Woordenlijst
Alström-syndroom
Een zeldzame aandoening die verschillende organen in het lichaam aantast, zoals de nieren, hersenen, het hart, de alvleesklier, de lever, de blaas en de darmen.
Bardet-Biedl-syndroom (BBS)
Een genetisch syndroom met diverse symptomen, zoals obesitas op jonge leeftijd en onbeheersbare honger.
Body mass index (BMI)
Een maat die lengte en gewicht combineert om te beoordelen of iemands gewicht gezond is.
Chromosomen
Draadachtige structuren bestaande uit DNA. Mensen hebben 23 paar chromosomen in elke cel.
Diabetes
Een aandoening die leidt tot een verhoogde bloedsuikerspiegel.
Endocrien
Betrekking hebbend op klieren die hormonen of andere stoffen rechtstreeks in de bloedbaan afscheiden.
Fotofobie
Oogklachten bij blootstelling aan fel licht.
Genen
Een basiseenheid van overerving die door ouders aan kinderen wordt doorgegeven en de informatie bevat voor fysieke en biologische kenmerken.
Genetische aandoening
Een aandoening veroorzaakt door wijzigingen in de DNA-sequentie van een individu.
Genetische obesitas
Wanneer mutaties in iemands genen leiden tot de ontwikkeling van onbeheersbare honger en obesitas.
Genetische test
Een medische test die wijzigingen in het DNA van een individu opspoort.
Genetische variant
Een wijziging in de meest gangbare DNA-sequentie.
Genetica
De studie van genen en de overdracht van genetische informatie en kenmerken van ouders op kinderen.
Groeihormoondeficiëntie met aanvang in de adolescentie
Een aandoening waarbij de hypofyse onvoldoende groeihormoon produceert tijdens de adolescentie.
Hartaanval
Een medisch noodgeval waarbij de bloedtoevoer naar het hart abrupt wordt geblokkeerd.
Hormoon
Chemische signaalstoffen die direct in de bloedbaan worden uitgescheiden om de lichaamsfuncties te reguleren.
Hypogonadisme
Verminderde functionele activiteit van de geslachtsklieren (eierstokken of testikels) door een lage of afwezige productie van geslachtshormonen.
Hypogonadotroop hypogonadisme
Een vorm van hypogonadisme die wordt veroorzaakt door een disfunctie van de hypofyse of de hypothalamus.
Hypothalamus
Een deel van de hersenen dat verantwoordelijk is voor het behoud van de interne balans (homeostase) van het lichaam, waaronder eetlust en lichaamsgewicht.
Hypothyreoïdie
Wanneer de schildklier onvoldoende hormonen produceert.
Leptine
Een hormoon dat door vetcellen wordt uitgescheiden en bijdraagt aan de regulatie van het lichaamsgewicht.
Leptinereceptor
Een receptor die signalen van leptine ontvangt en doorgeeft.
Leptinereceptor (LEPR)-deficiëntie
Een zeldzame MC4R-route ziekte, veroorzaakt door een mutatie in het LEPR-gen, waardoor de leptinereceptor niet naar behoren functioneert.

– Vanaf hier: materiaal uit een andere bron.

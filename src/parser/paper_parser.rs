//! Section tree extraction from backend output.
//!
//! [`SectionExtractor`] runs the text-only part of the pipeline (headings,
//! validation, segmentation, nesting) on already normalized text, so it
//! can be driven without any PDF. [`PaperParser`] puts a [`PdfBackend`]
//! in front of it.

use rayon::prelude::*;

use crate::error::Result;
use crate::model::Document;
use crate::render::ImageTagger;

use super::backend::{image_paths, PdfBackend, TextBlock};
use super::classifier::BlockClassifier;
use super::heading::{HeadingCandidate, HeadingScanner};
use super::normalize::TextNormalizer;
use super::options::ExtractOptions;
use super::segment::{DocumentBuilder, SectionText, Segmenter};
use super::sequence::SequenceValidator;
use super::stats::ExtractionStats;

/// Heading detection, validation and segmentation over normalized text.
pub struct SectionExtractor {
    scanner: HeadingScanner,
    validator: SequenceValidator,
    segmenter: Segmenter,
    tagger: ImageTagger,
}

impl SectionExtractor {
    /// Create an extractor with default settings.
    pub fn new() -> Self {
        Self {
            scanner: HeadingScanner::new(),
            validator: SequenceValidator::new(),
            segmenter: Segmenter::new(),
            tagger: ImageTagger::new(),
        }
    }

    /// Create an extractor from extraction options.
    ///
    /// Fails only if the image placeholder pattern is not a valid regex.
    pub fn with_options(options: &ExtractOptions) -> Result<Self> {
        Ok(Self {
            scanner: HeadingScanner::with_filter(options.heading_filter.clone()),
            validator: SequenceValidator::with_policy(options.gap_policy),
            segmenter: Segmenter::with_stop_marker(options.stop_marker.clone()),
            tagger: ImageTagger::with_pattern(&options.image_tag_pattern)?,
        })
    }

    /// Validated headings of `text`, in numeral order.
    pub fn headings(&self, text: &str) -> Vec<HeadingCandidate> {
        self.validator.validate(self.scanner.find(text))
    }

    /// Per-section raw text of `text`.
    pub fn sections(&self, text: &str) -> Vec<SectionText> {
        let headings = self.headings(text);
        self.segmenter.segment(text, &headings)
    }

    /// Build the section tree of `text`, resolving image placeholders
    /// against `image_paths` by order of appearance.
    pub fn extract(&self, text: &str, image_paths: &[String]) -> Document {
        let mut stats = ExtractionStats::new();
        self.run(text, image_paths, &mut stats)
    }

    /// Like [`SectionExtractor::extract`], also reporting stage counts.
    pub fn extract_with_stats(&self, text: &str, image_paths: &[String]) -> (Document, ExtractionStats) {
        let mut stats = ExtractionStats::new();
        let doc = self.run(text, image_paths, &mut stats);
        (doc, stats)
    }

    fn run(
        &self,
        text: &str,
        image_paths: &[String],
        stats: &mut ExtractionStats,
    ) -> Document {
        let candidates = self.scanner.scan(text);
        stats.candidate_count = candidates.len() as u32;

        let filtered = self.scanner.filter(candidates);
        stats.filtered_candidate_count = filtered.len() as u32;

        let headings = self.validator.validate(filtered);
        stats.heading_count = headings.len() as u32;
        if headings.is_empty() {
            log::debug!("No section headings found; document is empty");
        }

        let sections = self.segmenter.segment(text, &headings);
        let doc = DocumentBuilder::new(&self.tagger, image_paths).build(sections);
        stats.count_document(&doc);
        doc
    }
}

impl Default for SectionExtractor {
    fn default() -> Self {
        Self::new()
    }
}

/// Extract the section tree of already normalized text.
pub fn extract_sections(text: &str) -> Document {
    SectionExtractor::new().extract(text, &[])
}

/// Paper parser: backend output in, section tree out.
pub struct PaperParser<B> {
    backend: B,
    options: ExtractOptions,
}

impl<B: PdfBackend> PaperParser<B> {
    /// Create a parser with default options.
    pub fn new(backend: B) -> Self {
        Self::with_options(backend, ExtractOptions::default())
    }

    /// Create a parser with custom options.
    pub fn with_options(backend: B, options: ExtractOptions) -> Self {
        Self { backend, options }
    }

    /// The options in use.
    pub fn options(&self) -> &ExtractOptions {
        &self.options
    }

    /// Prose text of the document: noise blocks dropped, whitespace
    /// collapsed, line-break hyphenation repaired.
    pub fn extract_text(&self) -> Result<String> {
        let mut stats = ExtractionStats::new();
        self.extract_text_with_stats(&mut stats)
    }

    fn extract_text_with_stats(&self, stats: &mut ExtractionStats) -> Result<String> {
        let blocks = self.backend.extract_text()?;
        let classifier = BlockClassifier::with_config(self.options.classifier.clone());

        let prose: Vec<&TextBlock> = blocks
            .iter()
            .filter(|block| match classifier.noise_reason(block.text.trim()) {
                Some(reason) => {
                    log::debug!(
                        "Dropping block {} on page {} ({:?})",
                        block.index,
                        block.page,
                        reason
                    );
                    false
                }
                None => true,
            })
            .collect();

        stats.block_count = blocks.len() as u32;
        stats.noise_block_count = (blocks.len() - prose.len()) as u32;
        log::debug!(
            "Kept {} of {} blocks as prose",
            prose.len(),
            blocks.len()
        );

        let normalizer = TextNormalizer::new(self.options.normalize.clone());
        Ok(normalizer.normalize_blocks(prose))
    }

    /// Reference paths of the document's images, indexed like the
    /// backend's image list. Empty when image extraction is disabled.
    pub fn extract_image_paths(&self) -> Result<Vec<String>> {
        if !self.options.extract_images {
            return Ok(Vec::new());
        }
        let images = self.backend.extract_images()?;
        Ok(image_paths(&images, &self.options.image_dir))
    }

    /// Per-section raw text, in numeral order.
    pub fn extract_sections(&self) -> Result<Vec<SectionText>> {
        let text = self.extract_text()?;
        let extractor = SectionExtractor::with_options(&self.options)?;
        Ok(extractor.sections(&text))
    }

    /// Parse the document into a section tree.
    pub fn parse(&self) -> Result<Document> {
        self.parse_with_stats().map(|(doc, _)| doc)
    }

    /// Parse the document and report what each stage kept.
    pub fn parse_with_stats(&self) -> Result<(Document, ExtractionStats)> {
        let mut stats = ExtractionStats::new();
        let extractor = SectionExtractor::with_options(&self.options)?;
        let text = self.extract_text_with_stats(&mut stats)?;
        let paths = self.extract_image_paths()?;
        let doc = extractor.run(&text, &paths, &mut stats);
        log::debug!(
            "Extracted {} sections ({} headings from {} candidates)",
            stats.section_count,
            stats.heading_count,
            stats.candidate_count
        );
        Ok((doc, stats))
    }
}

/// Parse several independent documents, in parallel when
/// `options.parallel` is set. Results keep the order of `backends`.
pub fn extract_documents<B>(backends: &[B], options: &ExtractOptions) -> Vec<Result<Document>>
where
    B: PdfBackend + Sync,
{
    let parse = |backend: &B| PaperParser::with_options(backend, options.clone()).parse();
    if options.parallel {
        backends.par_iter().map(parse).collect()
    } else {
        backends.iter().map(parse).collect()
    }
}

Melanocortine-4-receptor (MC4R)-route
Een essentieel pad in de hypothalamus voor de regulatie van honger en lichaamsgewicht.
Monogenetische obesitas
Obesitas veroorzaakt door mutaties in een enkel gen.
Nystagmus
Een ritmische, repetitieve en onwillekeurige beweging van de ogen.
Obesitas
Abnormale of overmatige vetophoping die mogelijk schadelijk is voor de gezondheid.
Orthopedisch
Gerelateerd aan afwijkingen in botten of spieren.
Polydactylie
Een aandoening waarbij een kind wordt geboren met extra vingers of tenen.
Prader-Willi-syndroom
Een zeldzame genetische aandoening die diverse lichamelijke symptomen, leerproblemen en gedragsuitdagingen veroorzaakt.
Proopiomelanocortine (POMC)-deficiëntie
Een vorm van zeldzame genetische obesitas veroorzaakt door een mutatie in het POMC-gen.
Staaf-kegel dystrofie
Een groep erfelijke oogaandoeningen die de lichtgevoelige cellen in het netvlies, genaamd de kegeltjes en staafjes, aantast.